Variant Classification - Devanagari Variants that are look alikes - Composite character These are conjuncts that look alike and can be easily confused in the small URL bar of the browser. These have been considered as variants in .भारत ccTLD policy. e.g.
Variant Classification - Devanagari Cross-script character variants There is a possibility that scripts(or so to say code-blocks) could be allowed to be mixed within certain gTLDs. Assuming that, a list of cross-script (cross-code block) visual similarities within characters is provided. e.g
Variant Classification - Devanagari Homophonic Variants In Devanāgarī based languages, homophonic variants which admit two homophones (spelling variants as in English color-colour) e.g. हिंदी and हिन्दी do occur but the rules for such variants are ill-defined and could increase the chances of malfeasance. Within the ambit of the ccTLD policy for .भारत such variants have not been considered.

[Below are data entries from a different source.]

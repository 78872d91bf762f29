// massive_world_physics/server/src/world/collision_cache.rs
use crate::core::types::{CollisionId, INVALID_COLLISION_ID};
use ahash::AHashSet;

/// Unordered collision-slot pairs already processed this tick.
#[derive(Debug, Default)]
pub struct CollisionPairCache {
    pairs: AHashSet<(CollisionId, CollisionId)>,
}

impl CollisionPairCache {
    pub fn new() -> Self {
        Self::default()
    }

    /// Records the pair and returns true the first time it is seen this tick.
    /// Pairs containing an invalid slot are never recorded.
    pub fn collide_entities(&mut self, a: CollisionId, b: CollisionId) -> bool {
        if a == INVALID_COLLISION_ID || b == INVALID_COLLISION_ID {
            return false;
        }
        self.pairs.insert((a.min(b), a.max(b)))
    }

    pub fn contains(&self, a: CollisionId, b: CollisionId) -> bool {
        self.pairs.contains(&(a.min(b), a.max(b)))
    }

    pub fn len(&self) -> usize {
        self.pairs.len()
    }

    pub fn is_empty(&self) -> bool {
        self.pairs.is_empty()
    }

    pub fn clear(&mut self) {
        self.pairs.clear();
    }
}
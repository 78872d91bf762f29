// massive_world_physics/server/src/systems/physics/overlap.rs
use super::manager::PhysicsManager;
use super::reactor::PhysicsReactor;
use crate::core::types::{EntityId, Vec3};
use crate::world::Game;
use tracing::{debug, trace};

#[derive(Debug, Clone, Copy, PartialEq, Eq)]
pub enum OverlapEventKind {
    /// Re-evaluate the overlap predicate for a refreshed entry.
    Update,
    /// Drop the entry, ending the overlap if it was active.
    Remove,
}

/// Queued overlap transition, applied from both sides once the scan is done.
#[derive(Debug, Clone, Copy, PartialEq)]
pub struct OverlapEvent {
    pub kind: OverlapEventKind,
    pub who: EntityId,
    pub whom: EntityId,
    pub who_position: Vec3,
    pub whom_position: Vec3,
}

impl OverlapEvent {
    pub fn new(kind: OverlapEventKind, who: EntityId, whom: EntityId, who_position: Vec3, whom_position: Vec3) -> Self {
        OverlapEvent { kind, who, whom, who_position, whom_position }
    }

    /// The same event seen from the other participant.
    pub fn reversed(&self) -> Self {
        OverlapEvent {
            kind: self.kind,
            who: self.whom,
            whom: self.who,
            who_position: self.whom_position,
            whom_position: self.who_position,
        }
    }
}

impl PhysicsManager {
    /// Stages removals for stale overlap entries of every touched entity, then
    /// drains the queue, resolving each event from both sides.
    pub(super) fn resolve_entities_overlap_state(
        &mut self,
        game: &mut Game,
        reactor: &mut dyn PhysicsReactor,
        touched: &[EntityId],
    ) -> usize {
        for &entity_id in touched {
            self.stage_stale_overlaps(game, entity_id);
        }

        let mut processed = 0;
        while let Some(event) = self.overlap_events.pop_front() {
            self.resolve_overlap_event(game, reactor, &event);
            self.resolve_overlap_event(game, reactor, &event.reversed());
            processed += 1;
        }
        processed
    }

    /// Entries not refreshed this frame are queued for removal. Entries whose
    /// partner is gone or out of world are dropped on the spot, silently.
    fn stage_stale_overlaps(&mut self, game: &mut Game, entity_id: EntityId) {
        let frame = self.physics_frames;
        let Some(entity) = game.in_world_entity(entity_id) else {
            return;
        };
        let position = entity.position;

        let mut stale: Vec<EntityId> = entity
            .physics
            .overlapped_entities
            .iter()
            .filter(|(_, entry)| entry.frame != frame)
            .map(|(other_id, _)| *other_id)
            .collect();
        stale.sort_unstable();

        let mut orphaned = Vec::new();
        for other_id in stale {
            match game.in_world_entity(other_id) {
                Some(other) => self.overlap_events.push_back(OverlapEvent::new(
                    OverlapEventKind::Remove,
                    entity_id,
                    other_id,
                    position,
                    other.position,
                )),
                None => orphaned.push(other_id),
            }
        }

        if orphaned.is_empty() {
            return;
        }
        if let Some(entity) = game.entities.get_mut(entity_id) {
            for other_id in orphaned {
                if let Some(entry) = entity.physics.overlapped_entities.remove(&other_id) {
                    debug!(
                        "Dropped overlap entry of entity {} for entity {} outside the world without overlap end (overlapped: {})",
                        entity_id, other_id, entry.overlapped
                    );
                }
            }
        }
    }

    pub(super) fn resolve_overlap_event(
        &mut self,
        game: &mut Game,
        reactor: &mut dyn PhysicsReactor,
        event: &OverlapEvent,
    ) {
        let (who, whom) = (event.who, event.whom);
        let (Some(who_entity), Some(whom_entity)) = (game.in_world_entity(who), game.in_world_entity(whom)) else {
            return;
        };
        let overlapping = who_entity.can_collide_with(whom_entity) || whom_entity.can_collide_with(who_entity);
        let Some(who_entity) = game.entities.get_mut(who) else {
            return;
        };
        let overlaps = &mut who_entity.physics.overlapped_entities;

        match event.kind {
            OverlapEventKind::Update => {
                let Some(entry) = overlaps.get_mut(&whom) else {
                    return;
                };
                if entry.overlapped == overlapping {
                    return;
                }
                entry.overlapped = overlapping;
                if overlapping {
                    trace!("Overlap begin: {} -> {}", who, whom);
                    reactor.on_overlap_begin(who, whom, event.who_position, event.whom_position);
                } else {
                    trace!("Overlap end: {} -> {}", who, whom);
                    reactor.on_overlap_end(who, whom);
                }
            }
            OverlapEventKind::Remove => {
                if let Some(entry) = overlaps.remove(&whom) {
                    if entry.overlapped {
                        trace!("Overlap removed: {} -> {}", who, whom);
                        reactor.on_overlap_end(who, whom);
                    }
                }
            }
        }
    }
}
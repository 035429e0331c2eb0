use chrono::{DateTime, Utc};
use serde::{Deserialize, Serialize};

#[derive(Debug, Serialize, Deserialize, Clone, Copy, PartialEq, Eq)]
#[serde(rename_all = "lowercase")]
pub enum Priority {
    Low,
    Medium,
    High,
}

impl Priority {
    pub fn parse(value: &str) -> Option<Self> {
        match value {
            "low" => Some(Priority::Low),
            "medium" => Some(Priority::Medium),
            "high" => Some(Priority::High),
            _ => None,
        }
    }

    pub fn label(self) -> &'static str {
        match self {
            Priority::Low => "low",
            Priority::Medium => "medium",
            Priority::High => "high",
        }
    }
}

#[derive(Debug, Serialize, Deserialize, Clone, PartialEq)]
#[serde(rename_all = "camelCase")]
pub struct TodoItem {
    pub id: String,
    pub title: String,
    pub completed: bool,
    #[serde(skip_serializing_if = "Option::is_none")]
    pub assigned_to: Option<String>,
    pub priority: Priority,
    // Assigned once at creation; also the tie-break ordering key.
    #[serde(with = "chrono::serde::ts_milliseconds")]
    pub created_at: DateTime<Utc>,
}

/// Display order: open items before done ones, High priority ahead of the
/// rest, then newest first.
pub fn sort_for_display(todos: &mut [TodoItem]) {
    todos.sort_by(|a, b| {
        if a.completed != b.completed {
            return a.completed.cmp(&b.completed);
        }
        let a_high = a.priority == Priority::High;
        let b_high = b.priority == Priority::High;
        if a_high != b_high {
            return b_high.cmp(&a_high);
        }
        b.created_at.cmp(&a.created_at)
    });
}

Unicode Normalization Issues Unicode has defined normalization rules but there are still some cases where Unicode has proposed multiple ways of inputting a character/combination without making it part of normalization. e.g. Eyelash-ra Until Unicode identifies such cases as Normalizable, they should be handled as Variants.

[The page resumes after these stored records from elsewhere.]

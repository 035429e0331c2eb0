use std::fmt;
use std::sync::Arc;

use chrono::{DateTime, Utc};
use serde_json::Value;
use tokio::sync::Mutex;

use crate::models::app_data::AppData;
use crate::models::event::{CalendarEvent, EventCategory};
use crate::models::member::FamilyMember;
use crate::models::todo::{Priority, TodoItem};
use crate::service::assistant_service::AssistantParser;
use crate::service::event_service::{EventDraft, EventService};
use crate::service::storage_service::FamilyStore;
use crate::service::todo_service::{TodoDraft, TodoService};

#[derive(Debug, Clone)]
pub enum MagicOutcome {
    Todo(TodoItem),
    Event(CalendarEvent),
}

/// Every failure mode behind the magic input (transport, refusal, junk
/// payload, missing title) collapses into this one retryable answer.
#[derive(Debug, Clone, Copy, PartialEq, Eq)]
pub struct MagicError;

impl fmt::Display for MagicError {
    fn fmt(&self, f: &mut fmt::Formatter<'_>) -> fmt::Result {
        write!(f, "Could not understand that.")
    }
}

impl std::error::Error for MagicError {}

/// Turns a plain-language request into a stored todo or event. The parsed
/// payload goes through the same defaulting rules as a hand-filled form,
/// so the assistant can omit anything but the title.
pub async fn handle_magic_input(
    text: &str,
    parser: &dyn AssistantParser,
    data: &Arc<Mutex<AppData>>,
    remote: &dyn FamilyStore,
) -> Result<MagicOutcome, MagicError> {
    if text.trim().is_empty() {
        return Err(MagicError);
    }
    let roster: Vec<FamilyMember> = {
        let data = data.lock().await;
        data.members.values().cloned().collect()
    };
    let parsed = match parser.parse(text, &roster).await {
        Ok(Some(parsed)) => parsed,
        Ok(None) | Err(_) => return Err(MagicError),
    };
    match parsed.kind.as_str() {
        "todo" => {
            let draft = todo_draft_from(&parsed.data);
            let todo = TodoService::create(data, remote, draft)
                .await
                .map_err(|_| MagicError)?;
            Ok(MagicOutcome::Todo(todo))
        }
        "event" => {
            let draft = event_draft_from(&parsed.data);
            let event = EventService::create(data, remote, draft)
                .await
                .map_err(|_| MagicError)?;
            Ok(MagicOutcome::Event(event))
        }
        _ => Err(MagicError),
    }
}

fn todo_draft_from(data: &Value) -> TodoDraft {
    TodoDraft {
        id: None,
        title: string_field(data, "title").unwrap_or_default(),
        priority: string_field(data, "priority").and_then(|p| Priority::parse(&p)),
        assigned_to: string_field(data, "assignedTo"),
    }
}

fn event_draft_from(data: &Value) -> EventDraft {
    EventDraft {
        id: None,
        title: string_field(data, "title").unwrap_or_default(),
        description: string_field(data, "description"),
        location: string_field(data, "location"),
        start_time: string_field(data, "startTime").and_then(|s| parse_instant(&s)),
        end_time: string_field(data, "endTime").and_then(|s| parse_instant(&s)),
        is_all_day: data.get("isAllDay").and_then(Value::as_bool).unwrap_or(false),
        category: string_field(data, "eventType").and_then(|c| EventCategory::parse(&c)),
        assigned_to: string_field(data, "assignedTo"),
    }
}

fn string_field(data: &Value, key: &str) -> Option<String> {
    let value = data.get(key)?.as_str()?.trim();
    if value.is_empty() {
        None
    } else {
        Some(value.to_string())
    }
}

fn parse_instant(value: &str) -> Option<DateTime<Utc>> {
    DateTime::parse_from_rfc3339(value)
        .ok()
        .map(|t| t.with_timezone(&Utc))
}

ZWJ and ZWNJ Issue ZWJ (U+0200D) and ZWNJ (U+0200C) are code points that have been provided by the Unicode standard to instruct the rendering of a string where the script has the option between joining and non-joining characters. These have been categorized as CONTEXTJ in IDNA 2008. Rule : The preceding character must be a virama. Issue : Some character combinations linguistically do not have different joining or non-joining behavior. In these cases, presence of ZWJ or ZWNJ do not make any visual difference. What amplifies this issue is the fact that this behavior varies from one rendering engine to other.
Software/Application Issues Example : Web-browser What gets displayed as a Domain Name in URL bar of the browser is dependent on the Font that gets applied in the URL bar of the browser. Due to inconsistencies in same point sizes of various default fonts for various scripts, in some cases, the domain name becomes unreadable. Though ideally applications are expected to improve eventually, till the time they do, this remains an issue and an important consideration while identifying variants.
IDNA Protocol Issues Though these issues may not be directly related to “Variant” but are related with the IDNA specifications hence mentioned. 1. Case of 02BC – Comes from different code-block than Devanagari. 2. Case of ya-phala (Bengali Script) – Inputting method suggested by Unicode conflicts with CONTEXTJ rule for ZWJ specified as per IDNA 2008.